For the current fiscal year, the state has diverted $238 million in transportation funds — a nearly $50 million increase from the previous fiscal year.
"This is over," transportation department Secretary Deb Miller said. "It is just not possible to take more from this program and then go back and credibly say to the public we're still going to do what was promised."
Miller, who is leaving the post in December after working for three governors, said the department was able to improve transportation infrastructure in the past decade despite raids on its funding because it had large reserves and refinanced bond debt for the work. The Kansas Department of Transportation also made extensive use of federal stimulus dollars for state highways, she said.
In the 2010 fiscal year, the department was required by the Legislature and then-Gov. Mark Parkinson to surrender $189 million. Losses from the state highway fund in fiscal year 2011, which ended in June, were $190 million.
Gov. Sam Brownback authorized removal of $205 million from KDOT in the current fiscal year to avoid cuts to the state Medicaid program. The state also forwarded $33 million from the agency to the Kansas Highway Patrol.
"I don't want to imply to anybody any of this is easy or that you can continue to do it year after year after year," Miller said. "We're having to manage very tightly."
Brownback said the state should seek alternatives to another large withdrawal of transportation funds in preparing a budget for the upcoming fiscal year.
And Senate President Steve Morris, R-Hugoton, said he would oppose removal of future funding from the transportation department in the fiscal year 2013 budget. The economic gain in construction jobs and improved road systems outweighs the benefits from using the funds to balance the state budget, he said.
"I'm against taking more," Morris said. "Highway plans are important in economic development and quality of life. We've got to have those projects go forward."
Senate Minority Leader Anthony Hensley, D-Topeka, said the current 10-year highway program, if left unaltered, would create an estimated 175,000 temporary or permanent jobs.
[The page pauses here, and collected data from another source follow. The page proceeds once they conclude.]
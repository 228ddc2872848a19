//! Anonymous identifier cookie subsystem.
//!
//! # Data Flow
//! ```text
//! Host header
//!     → domain.rs (scope domain: ".apex.tld")
//! Cookie header (aguid, myguid)
//!     → identifier.rs (parse UUID text or mint a new v4)
//!     → reconcile.rs (decide mint / refresh / clear per role)
//!     → directive.rs (typed Set-Cookie directives)
//!     → HTTP layer renders them as response headers
//! ```
//!
//! # Design Decisions
//! - Pure and stateless: the cookie itself is the only persistence
//! - Malformed cookies are never errors; they are minted over or cleared
//! - Directives are typed values, never re-parsed from header text

pub mod directive;
pub mod domain;
pub mod identifier;
pub mod reconcile;

pub use directive::{CookieDirective, DirectiveKind};
pub use domain::scope_domain;
pub use identifier::{Identifier, IdentifierError};
pub use reconcile::{IdentifierOutcome, Reconciler, Reconciliation, P3P_POLICY};
//! Per-request identifier reconciliation.
//!
//! # Responsibilities
//! - Mint or refresh the primary identifier (always re-set)
//! - Refresh a valid secondary identifier, clear an invalid one
//! - Produce ordered cookie directives: primary, then secondary
//!
//! # Design Decisions
//! - Pure function of (cookies, host, now) plus entropy for minting
//! - No failure modes: bad input is minted over or cleared

use std::collections::HashMap;

use chrono::{DateTime, Duration, Utc};

use crate::config::CookieConfig;
use crate::cookies::directive::CookieDirective;
use crate::cookies::domain::scope_domain;
use crate::cookies::identifier::Identifier;

/// Compact P3P policy attached to every tracked response.
pub const P3P_POLICY: &str = r#"CP="ALL DSP COR CURa IND PHY UNR""#;

/// What happened to one identifier cookie during reconciliation.
#[derive(Debug, Clone, Copy, PartialEq, Eq)]
pub enum IdentifierOutcome {
    /// No usable value was presented; a new identifier was issued.
    Minted,
    /// A valid value was presented and its expiry extended.
    Refreshed,
    /// An invalid value was presented and deleted.
    Cleared,
    /// No cookie was presented and none was issued.
    Absent,
}

impl IdentifierOutcome {
    pub fn as_str(&self) -> &'static str {
        match self {
            IdentifierOutcome::Minted => "minted",
            IdentifierOutcome::Refreshed => "refreshed",
            IdentifierOutcome::Cleared => "cleared",
            IdentifierOutcome::Absent => "absent",
        }
    }
}

/// The result of reconciling one request's identifier cookies.
#[derive(Debug, Clone)]
pub struct Reconciliation {
    /// Cookie directives in emission order.
    pub directives: Vec<CookieDirective>,
    /// Resolved primary identifier.
    pub primary: Identifier,
    pub primary_outcome: IdentifierOutcome,
    /// Resolved secondary identifier, if one survived.
    pub secondary: Option<Identifier>,
    pub secondary_outcome: IdentifierOutcome,
    /// Value for the `P3P` response header.
    pub policy: &'static str,
}

impl Reconciliation {
    /// `name=value` pairs of every directive that stores a value.
    pub fn cookie_pairs(&self) -> impl Iterator<Item = String> + '_ {
        self.directives
            .iter()
            .filter(|d| !d.is_clear() && !d.value.is_empty())
            .map(CookieDirective::pair)
    }
}

/// Decides identifier cookie actions for incoming requests.
#[derive(Debug, Clone)]
pub struct Reconciler {
    config: CookieConfig,
    ttl: Duration,
}

impl Reconciler {
    pub fn new(config: CookieConfig) -> Self {
        let ttl = Duration::days(i64::from(config.ttl_days));
        Self { config, ttl }
    }

    pub fn config(&self) -> &CookieConfig {
        &self.config
    }

    /// Reconcile the identifier cookies of one request.
    pub fn reconcile(
        &self,
        cookies: &HashMap<String, String>,
        host: &str,
        now: DateTime<Utc>,
    ) -> Reconciliation {
        let domain = scope_domain(host);
        let expires = now
            .checked_add_signed(self.ttl)
            .unwrap_or(DateTime::<Utc>::MAX_UTC);

        let mut directives = Vec::with_capacity(2);

        let presented = cookies
            .get(&self.config.primary_name)
            .and_then(|raw| Identifier::parse(raw).ok());
        let (primary, primary_outcome) = match presented {
            Some(id) => (id, IdentifierOutcome::Refreshed),
            None => (Identifier::mint(), IdentifierOutcome::Minted),
        };
        directives.push(CookieDirective::set(
            &self.config.primary_name,
            primary.to_hex(),
            &domain,
            expires,
        ));

        let (secondary, secondary_outcome) = if self.config.secondary_enabled {
            match cookies.get(&self.config.secondary_name) {
                None => (None, IdentifierOutcome::Absent),
                Some(raw) => match Identifier::parse(raw) {
                    Ok(id) => {
                        directives.push(CookieDirective::set(
                            &self.config.secondary_name,
                            id.to_hex(),
                            &domain,
                            expires,
                        ));
                        (Some(id), IdentifierOutcome::Refreshed)
                    }
                    Err(e) => {
                        tracing::debug!(
                            cookie = %self.config.secondary_name,
                            error = %e,
                            "Clearing invalid identifier cookie"
                        );
                        directives.push(CookieDirective::clear(
                            &self.config.secondary_name,
                            &domain,
                        ));
                        (None, IdentifierOutcome::Cleared)
                    }
                },
            }
        } else {
            (None, IdentifierOutcome::Absent)
        };

        Reconciliation {
            directives,
            primary,
            primary_outcome,
            secondary,
            secondary_outcome,
            policy: P3P_POLICY,
        }
    }
}

#[cfg(test)]
mod tests {
    use super::*;
    use chrono::TimeZone;

    fn now() -> DateTime<Utc> {
        Utc.with_ymd_and_hms(2026, 10, 17, 12, 0, 0).unwrap()
    }

    fn cookies(pairs: &[(&str, &str)]) -> HashMap<String, String> {
        pairs
            .iter()
            .map(|(k, v)| (k.to_string(), v.to_string()))
            .collect()
    }

    fn reconciler() -> Reconciler {
        Reconciler::new(CookieConfig::default())
    }

    #[test]
    fn test_mints_primary_when_absent() {
        let result = reconciler().reconcile(&HashMap::new(), "localhost", now());

        assert_eq!(result.primary_outcome, IdentifierOutcome::Minted);
        assert_eq!(result.secondary_outcome, IdentifierOutcome::Absent);
        assert_eq!(result.secondary, None);
        assert_eq!(result.directives.len(), 1);

        let aguid = &result.directives[0];
        assert_eq!(aguid.name, "aguid");
        assert_eq!(aguid.value, result.primary.to_hex());
        assert_eq!(aguid.domain, ".localhost");
        assert_eq!(aguid.expires, now() + Duration::days(365));
        assert_eq!(result.policy, r#"CP="ALL DSP COR CURa IND PHY UNR""#);
    }

    #[test]
    fn test_refreshes_valid_primary() {
        for raw in [
            "83259f2911124311ab03b5bae64e7c73",
            "83259f29-1112-4311-ab03-b5bae64e7c73",
        ] {
            let result =
                reconciler().reconcile(&cookies(&[("aguid", raw)]), "track.my.jobs", now());

            assert_eq!(result.primary_outcome, IdentifierOutcome::Refreshed);
            let aguid = &result.directives[0];
            assert_eq!(aguid.value, "83259f2911124311ab03b5bae64e7c73");
            assert_eq!(aguid.domain, ".my.jobs");
            assert_eq!(aguid.expires, now() + Duration::days(365));
        }
    }

    #[test]
    fn test_replaces_invalid_primary() {
        for raw in ["notavalidaguid", "", "{}", "83259f29"] {
            let result = reconciler().reconcile(&cookies(&[("aguid", raw)]), "localhost", now());

            assert_eq!(result.primary_outcome, IdentifierOutcome::Minted);
            let value = &result.directives[0].value;
            assert_ne!(value, raw);
            assert!(Identifier::parse(value).is_ok());
        }
    }

    #[test]
    fn test_refreshes_valid_secondary() {
        let jar = cookies(&[
            ("aguid", "83259f2911124311ab03b5bae64e7c73"),
            ("myguid", "12349f2911124311ab03b5bae64e7c73"),
        ]);
        let result = reconciler().reconcile(&jar, "www.example.com:8080", now());

        assert_eq!(result.secondary_outcome, IdentifierOutcome::Refreshed);
        assert_eq!(result.directives.len(), 2);
        assert_eq!(result.directives[0].name, "aguid");

        let myguid = &result.directives[1];
        assert_eq!(myguid.name, "myguid");
        assert_eq!(myguid.value, "12349f2911124311ab03b5bae64e7c73");
        assert_eq!(myguid.domain, ".example.com");
        assert_eq!(myguid.expires, now() + Duration::days(365));
        assert_eq!(
            result.secondary.map(|id| id.to_hex()).as_deref(),
            Some("12349f2911124311ab03b5bae64e7c73")
        );
    }

    #[test]
    fn test_clears_invalid_secondary() {
        let result = reconciler().reconcile(
            &cookies(&[("myguid", "notavalidaguid")]),
            "localhost",
            now(),
        );

        assert_eq!(result.secondary_outcome, IdentifierOutcome::Cleared);
        assert_eq!(result.secondary, None);

        let myguid = &result.directives[1];
        assert!(myguid.is_clear());
        assert_eq!(myguid.value, "");
        assert_eq!(myguid.domain, ".localhost");
        assert!(myguid.expires < now());
        assert!(Identifier::parse(&myguid.value).is_err());
    }

    #[test]
    fn test_secondary_ignored_when_disabled() {
        let config = CookieConfig {
            secondary_enabled: false,
            ..CookieConfig::default()
        };
        let result = Reconciler::new(config).reconcile(
            &cookies(&[("myguid", "notavalidaguid")]),
            "localhost",
            now(),
        );

        assert_eq!(result.directives.len(), 1);
        assert_eq!(result.secondary_outcome, IdentifierOutcome::Absent);
    }

    #[test]
    fn test_reconcile_is_idempotent_on_primary() {
        let first = reconciler().reconcile(&HashMap::new(), "localhost", now());
        let value = first.directives[0].value.clone();

        let later = now() + Duration::hours(1);
        let second = reconciler().reconcile(&cookies(&[("aguid", value.as_str())]), "localhost", later);

        assert_eq!(second.directives[0].value, value);
        assert_eq!(second.primary, first.primary);
        assert_eq!(second.directives[0].expires, later + Duration::days(365));
    }

    #[test]
    fn test_custom_names_and_ttl() {
        let config = CookieConfig {
            primary_name: "anon".into(),
            secondary_name: "known".into(),
            secondary_enabled: true,
            ttl_days: 30,
        };
        let jar = cookies(&[("anon", "83259f2911124311ab03b5bae64e7c73"), ("aguid", "x")]);
        let result = Reconciler::new(config).reconcile(&jar, "a.b.c", now());

        assert_eq!(result.directives.len(), 1);
        assert_eq!(result.directives[0].name, "anon");
        assert_eq!(result.directives[0].domain, ".b.c");
        assert_eq!(result.directives[0].expires, now() + Duration::days(30));
    }

    #[test]
    fn test_cookie_pairs_skip_cleared() {
        let jar = cookies(&[
            ("aguid", "83259f2911124311ab03b5bae64e7c73"),
            ("myguid", "bogus"),
        ]);
        let result = reconciler().reconcile(&jar, "localhost", now());
        let pairs: Vec<String> = result.cookie_pairs().collect();

        assert_eq!(pairs, vec!["aguid=83259f2911124311ab03b5bae64e7c73".to_string()]);
    }
}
"There's no better economic development than repairing roads, bridges and highways," Hensley said. "There's no question we've raided the highway fund too many times. We need to stop doing that."
Miller said the use of KDOT funds for other priorities did not jeopardize the safety of motorists in Kansas.
But continued raiding of the transportation department's funds will have consequences, Miller said.
"If we continue to lose money," she said, "we're going to have to eliminate projects. Period."